_EXERCISE DIRECTIONS_
Copy every line below that has the word "StatusCode" in it.
RECORDS FOR THE EXERCISE START
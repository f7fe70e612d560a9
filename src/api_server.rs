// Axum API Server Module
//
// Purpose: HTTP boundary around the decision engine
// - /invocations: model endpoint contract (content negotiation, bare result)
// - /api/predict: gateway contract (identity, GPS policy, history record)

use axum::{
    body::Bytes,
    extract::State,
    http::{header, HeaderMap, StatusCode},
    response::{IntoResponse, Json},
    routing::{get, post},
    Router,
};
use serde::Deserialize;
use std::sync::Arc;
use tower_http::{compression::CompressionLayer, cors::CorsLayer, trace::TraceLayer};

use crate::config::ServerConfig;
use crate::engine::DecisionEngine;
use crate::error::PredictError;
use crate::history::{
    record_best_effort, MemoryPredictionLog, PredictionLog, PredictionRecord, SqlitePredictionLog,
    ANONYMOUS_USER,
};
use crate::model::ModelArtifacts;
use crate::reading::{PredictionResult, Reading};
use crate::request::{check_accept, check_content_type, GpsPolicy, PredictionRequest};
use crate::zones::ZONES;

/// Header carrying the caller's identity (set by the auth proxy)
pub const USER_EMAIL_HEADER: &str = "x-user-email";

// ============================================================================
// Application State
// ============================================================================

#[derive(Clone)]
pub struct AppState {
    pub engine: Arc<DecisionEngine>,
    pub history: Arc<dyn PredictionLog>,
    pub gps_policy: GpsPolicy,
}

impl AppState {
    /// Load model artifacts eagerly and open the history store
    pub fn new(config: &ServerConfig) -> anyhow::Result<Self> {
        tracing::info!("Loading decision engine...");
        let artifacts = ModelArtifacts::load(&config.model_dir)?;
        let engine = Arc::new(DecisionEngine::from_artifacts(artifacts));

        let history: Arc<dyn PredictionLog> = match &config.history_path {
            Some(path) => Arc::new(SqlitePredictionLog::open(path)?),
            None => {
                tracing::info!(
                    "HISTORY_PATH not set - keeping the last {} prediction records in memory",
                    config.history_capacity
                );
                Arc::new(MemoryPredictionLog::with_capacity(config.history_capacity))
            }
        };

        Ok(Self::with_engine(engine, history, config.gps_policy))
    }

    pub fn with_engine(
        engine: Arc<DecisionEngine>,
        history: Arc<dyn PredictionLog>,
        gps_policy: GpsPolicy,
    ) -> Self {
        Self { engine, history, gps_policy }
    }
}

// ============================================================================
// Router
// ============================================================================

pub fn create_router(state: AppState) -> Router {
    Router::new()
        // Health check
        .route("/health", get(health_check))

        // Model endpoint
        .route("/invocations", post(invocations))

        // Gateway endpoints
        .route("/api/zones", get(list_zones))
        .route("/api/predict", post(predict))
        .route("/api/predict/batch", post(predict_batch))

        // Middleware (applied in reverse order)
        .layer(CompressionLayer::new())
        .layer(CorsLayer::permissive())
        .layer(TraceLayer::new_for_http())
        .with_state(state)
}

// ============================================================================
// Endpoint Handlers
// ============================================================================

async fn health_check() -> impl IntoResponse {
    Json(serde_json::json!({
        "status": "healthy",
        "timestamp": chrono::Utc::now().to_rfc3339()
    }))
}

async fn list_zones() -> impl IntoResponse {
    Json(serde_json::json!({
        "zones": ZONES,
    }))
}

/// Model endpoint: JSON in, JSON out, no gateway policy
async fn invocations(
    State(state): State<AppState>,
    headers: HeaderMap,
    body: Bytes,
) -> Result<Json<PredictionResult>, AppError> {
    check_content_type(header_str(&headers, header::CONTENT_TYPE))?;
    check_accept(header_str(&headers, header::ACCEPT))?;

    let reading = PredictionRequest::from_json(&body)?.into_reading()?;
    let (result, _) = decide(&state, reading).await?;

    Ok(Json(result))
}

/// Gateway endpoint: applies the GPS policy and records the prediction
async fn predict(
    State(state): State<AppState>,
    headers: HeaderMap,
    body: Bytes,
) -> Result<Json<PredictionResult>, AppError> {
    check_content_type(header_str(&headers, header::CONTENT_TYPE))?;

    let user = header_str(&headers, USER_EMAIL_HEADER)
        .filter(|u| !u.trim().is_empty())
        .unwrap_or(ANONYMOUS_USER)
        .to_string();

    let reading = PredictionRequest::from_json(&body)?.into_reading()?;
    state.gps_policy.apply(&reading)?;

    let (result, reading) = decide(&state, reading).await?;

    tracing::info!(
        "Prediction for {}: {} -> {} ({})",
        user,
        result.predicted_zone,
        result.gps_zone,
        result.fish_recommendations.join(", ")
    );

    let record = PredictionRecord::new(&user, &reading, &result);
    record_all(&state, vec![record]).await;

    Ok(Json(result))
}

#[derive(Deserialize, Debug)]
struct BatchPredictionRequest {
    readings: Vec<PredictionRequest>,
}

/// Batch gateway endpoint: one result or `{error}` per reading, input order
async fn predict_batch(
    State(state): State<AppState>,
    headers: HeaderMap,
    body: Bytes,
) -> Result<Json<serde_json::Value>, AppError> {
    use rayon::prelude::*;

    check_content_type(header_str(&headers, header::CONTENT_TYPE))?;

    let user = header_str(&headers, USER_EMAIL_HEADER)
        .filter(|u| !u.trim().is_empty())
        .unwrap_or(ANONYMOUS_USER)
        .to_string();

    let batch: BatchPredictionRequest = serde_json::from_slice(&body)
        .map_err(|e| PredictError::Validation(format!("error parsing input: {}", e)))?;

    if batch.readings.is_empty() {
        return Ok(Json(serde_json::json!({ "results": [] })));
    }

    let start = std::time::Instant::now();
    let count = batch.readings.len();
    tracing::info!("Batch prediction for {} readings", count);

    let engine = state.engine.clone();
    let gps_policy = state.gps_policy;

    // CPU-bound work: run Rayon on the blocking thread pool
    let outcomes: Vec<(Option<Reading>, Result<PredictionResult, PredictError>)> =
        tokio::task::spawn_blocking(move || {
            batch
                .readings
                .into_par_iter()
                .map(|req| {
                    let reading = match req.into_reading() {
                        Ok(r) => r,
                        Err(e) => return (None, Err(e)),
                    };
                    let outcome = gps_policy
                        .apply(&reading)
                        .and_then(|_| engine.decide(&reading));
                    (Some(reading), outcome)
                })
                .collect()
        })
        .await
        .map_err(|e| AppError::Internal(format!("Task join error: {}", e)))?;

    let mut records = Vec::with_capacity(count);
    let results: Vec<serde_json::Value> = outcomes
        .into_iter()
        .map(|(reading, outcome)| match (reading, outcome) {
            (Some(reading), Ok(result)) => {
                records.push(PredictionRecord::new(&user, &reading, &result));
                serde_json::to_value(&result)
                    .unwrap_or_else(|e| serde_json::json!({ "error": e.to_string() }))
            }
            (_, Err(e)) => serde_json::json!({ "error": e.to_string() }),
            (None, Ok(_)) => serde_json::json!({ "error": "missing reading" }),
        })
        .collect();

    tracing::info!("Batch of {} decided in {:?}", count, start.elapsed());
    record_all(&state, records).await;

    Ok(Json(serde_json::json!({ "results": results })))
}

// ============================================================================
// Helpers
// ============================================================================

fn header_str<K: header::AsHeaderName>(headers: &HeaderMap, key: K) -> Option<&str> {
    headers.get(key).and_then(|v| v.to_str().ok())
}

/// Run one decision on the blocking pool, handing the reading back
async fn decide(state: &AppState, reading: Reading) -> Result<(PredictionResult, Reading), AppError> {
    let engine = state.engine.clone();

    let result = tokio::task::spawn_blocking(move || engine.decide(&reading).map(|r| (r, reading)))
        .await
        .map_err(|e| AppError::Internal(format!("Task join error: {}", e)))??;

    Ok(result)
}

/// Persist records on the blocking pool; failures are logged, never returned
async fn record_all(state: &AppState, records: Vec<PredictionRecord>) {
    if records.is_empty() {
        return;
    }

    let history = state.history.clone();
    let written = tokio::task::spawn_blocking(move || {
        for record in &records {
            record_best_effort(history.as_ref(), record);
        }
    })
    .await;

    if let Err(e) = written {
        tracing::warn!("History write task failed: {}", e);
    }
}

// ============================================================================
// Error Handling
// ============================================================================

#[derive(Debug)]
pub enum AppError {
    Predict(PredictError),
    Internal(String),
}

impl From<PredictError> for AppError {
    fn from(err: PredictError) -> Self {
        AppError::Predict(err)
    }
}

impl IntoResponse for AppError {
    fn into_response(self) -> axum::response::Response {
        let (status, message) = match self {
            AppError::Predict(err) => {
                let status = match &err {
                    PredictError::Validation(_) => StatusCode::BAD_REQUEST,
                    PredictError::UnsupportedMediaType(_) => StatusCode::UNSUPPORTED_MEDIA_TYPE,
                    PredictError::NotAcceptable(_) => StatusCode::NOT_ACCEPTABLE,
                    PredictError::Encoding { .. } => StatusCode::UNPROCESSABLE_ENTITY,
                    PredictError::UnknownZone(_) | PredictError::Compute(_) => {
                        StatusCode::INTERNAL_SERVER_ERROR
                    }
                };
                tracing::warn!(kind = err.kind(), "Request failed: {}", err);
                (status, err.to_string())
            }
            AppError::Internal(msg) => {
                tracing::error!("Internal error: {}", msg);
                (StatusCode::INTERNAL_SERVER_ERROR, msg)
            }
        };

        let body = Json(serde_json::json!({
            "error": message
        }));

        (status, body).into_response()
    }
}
RECORDS FOR THE EXERCISE END
_WRITTEN RESPONSE_
    http::{header, HeaderMap, StatusCode},
                    PredictError::Validation(_) => StatusCode::BAD_REQUEST,
                    PredictError::UnsupportedMediaType(_) => StatusCode::UNSUPPORTED_MEDIA_TYPE,
                    PredictError::NotAcceptable(_) => StatusCode::NOT_ACCEPTABLE,
                    PredictError::Encoding { .. } => StatusCode::UNPROCESSABLE_ENTITY,
                        StatusCode::INTERNAL_SERVER_ERROR
                (StatusCode::INTERNAL_SERVER_ERROR, msg)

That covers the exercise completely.